It’s days at a really low level for about six months until that new manager after being thrown in the deep end of the pool starts to step it up and starts to get skills. Then you see engagement build back up again to its previous levels. The whole time that that’s happening, money is flowing out of the company. It is pouring out and here is why, because the engagement gap has real tangible costs. I just want to walk through an example scenario to show you how this works.
Let’s imagine a new manager with a team of five people. Their five direct reports have an average salary of $50,000 a year. I did this to make the math easy, guys, but it will work really for any math that you have. An actively disengaged employee costs 34% of salary. If we decide that all of those employees are now actively disengaged, that’s $85,000 that is flowing out the window because of this unskilled manager.
Then the replacement cost of just one of those employees to signing to quit because that manager is so frustrating and aggravating is at least six months of salary or $25,000. Right there, you have a cost, a yearlong cost of an unskilled manager of over $100,000. So it is crazy, crazy to say that $1,000 or a few thousand dollars for a new manager bootcamp is sufficient when you know that you have this much potential cost to having a manager who doesn’t have all the tools and resources that they need.

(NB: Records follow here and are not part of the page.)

// Copyright (c) 2026 Ipfold and Contributors
//
// This Source Code Form is subject to the terms of the Mozilla Public License, v. 2.0.
// If a copy of the MPL was not distributed with this file, You can obtain one at
// https://mozilla.org/MPL/2.0/.

use std::io;

use ipfold_common::{config::Config, utils::timing::StageTimer};
use ipfold_core::{cidr::PrefixPlan, loader, ops, output, reduce};

/// Union all sources, shrink the number of distinct prefix lengths within
/// the configured cap, then print with the reduced plan.
pub fn run(files: &[String], cfg: &Config, timer: &mut StageTimer) -> anyhow::Result<()> {
    let sets = loader::load_all(files, cfg)?;
    timer.mark_loaded();

    let mut merged = ops::union_all(sets, "combined");
    let mut plan = PrefixPlan::from_restrictions(cfg.prefixes.as_deref(), cfg.min_prefix);
    reduce::reduce(&mut merged, &mut plan, cfg.reduce_factor, cfg.reduce_entries)?;
    timer.mark_computed();

    let mut out = io::stdout().lock();
    output::print_set(&mut out, &mut merged, &plan, cfg)?;
    Ok(())
}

Again, this matters because 70% of companies are using teams to accomplish their goals and 80% of our time is spent in these collaborative activities. So we’re spending so much time in team collaboration and yet, when we have unskilled managers, we are essentially creating a disengagement problem because we’re not creating an environment where those people can be successful and engaged.
I want to talk about a couple of the skills that are important to being a new manager. These are the skills if you’re going to focus on anything, if you’re going to put your limited resources towards anything, 83% of participants in a recent association for talent development survey said that communication is the number one skill most related to success as a manager. That’s important because right now, people are ranking organizations very low in terms of their communication skills.
If you are going to throw money at any one thing, it would be communication skills. If you can upscale your managers and their ability to communicate effectively and that means to have challenging conversations, to give effective feedback, to listen effectively, to have recognition in conversations, to give direction in a clear way, all of these communication skill elements are really the key to improving management skills at the basic level.
One of those skills that I think is the most important skill for a manager, if I had to name one and I said back earlier that caring about people is critical, one of the ways that you show that you care about the people on your team is by listening to them. So if there’s one thing that I could help managers do better, it’s to shift from talking to listening. That really is a fundamental mindset change that a lot of new managers don’t really get their heads around earlier enough in the process. Listening skills, collaboration skills, communication skills, these core competencies are what managers need in order to be successful.
Let’s wrap it up and put it together and then I’m going to go ahead and answer some of your questions, if you have questions and talk a little bit more about some of these issues in more detail. Let’s just wrap it up and talk about what’s happening here and what we talked about today. First of all, organizations are becoming flatter. We’re not all becoming holacracies, but we are becoming flatter and that means that managers are facilitating this collaboration not just among their teams, but between the different teams in the organization. So managers are just this critical glue that holds organizations together to accomplish their goals.
Katy: Managers have a tremendous impact on engagement. In fact, they have the number one impact on engagement in the organization. So if you want to move the needle on engagement, if that’s where your challenges in your organization and you want to reap those business benefits of engagement, the first place you should be looking to invest is on those managers because engagement has this huge impact on all of these performance metrics across and around the whole organization. Managers are the key to leveraging those impact metrics around engagement.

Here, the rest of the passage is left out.